Stored data:
━━━━━━━━━━

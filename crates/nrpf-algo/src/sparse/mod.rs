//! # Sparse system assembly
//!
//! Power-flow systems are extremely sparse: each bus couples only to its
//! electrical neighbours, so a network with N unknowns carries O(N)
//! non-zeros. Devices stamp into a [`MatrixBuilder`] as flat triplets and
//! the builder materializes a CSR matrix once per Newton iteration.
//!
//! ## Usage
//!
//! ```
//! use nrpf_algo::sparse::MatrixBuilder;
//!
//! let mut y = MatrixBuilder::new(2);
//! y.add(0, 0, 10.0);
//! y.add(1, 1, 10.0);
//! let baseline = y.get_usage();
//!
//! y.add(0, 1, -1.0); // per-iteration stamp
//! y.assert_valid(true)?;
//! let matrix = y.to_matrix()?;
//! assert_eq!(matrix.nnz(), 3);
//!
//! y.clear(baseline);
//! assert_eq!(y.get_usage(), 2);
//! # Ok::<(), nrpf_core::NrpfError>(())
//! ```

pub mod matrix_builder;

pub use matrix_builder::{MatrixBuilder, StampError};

━━━━━━━━━━

TASK → The records shown above are to be copied exactly, every one of them.

EXERCISE RESULT →
filename crates/nrpf-algo/src/sparse/mod.rs
//! # Sparse system assembly
//!
//! Power-flow systems are extremely sparse: each bus couples only to its
//! electrical neighbours, so a network with N unknowns carries O(N)
//! non-zeros. Devices stamp into a [`MatrixBuilder`] as flat triplets and
//! the builder materializes a CSR matrix once per Newton iteration.
//!
//! ## Usage
//!
//! ```
//! use nrpf_algo::sparse::MatrixBuilder;
//!
//! let mut y = MatrixBuilder::new(2);
//! y.add(0, 0, 10.0);
//! y.add(1, 1, 10.0);
//! let baseline = y.get_usage();
//!
//! y.add(0, 1, -1.0); // per-iteration stamp
//! y.assert_valid(true)?;
//! let matrix = y.to_matrix()?;
//! assert_eq!(matrix.nnz(), 3);
//!
//! y.clear(baseline);
//! assert_eq!(y.get_usage(), 2);
//! # Ok::<(), nrpf_core::NrpfError>(())
//! ```

pub mod matrix_builder;

pub use matrix_builder::{MatrixBuilder, StampError};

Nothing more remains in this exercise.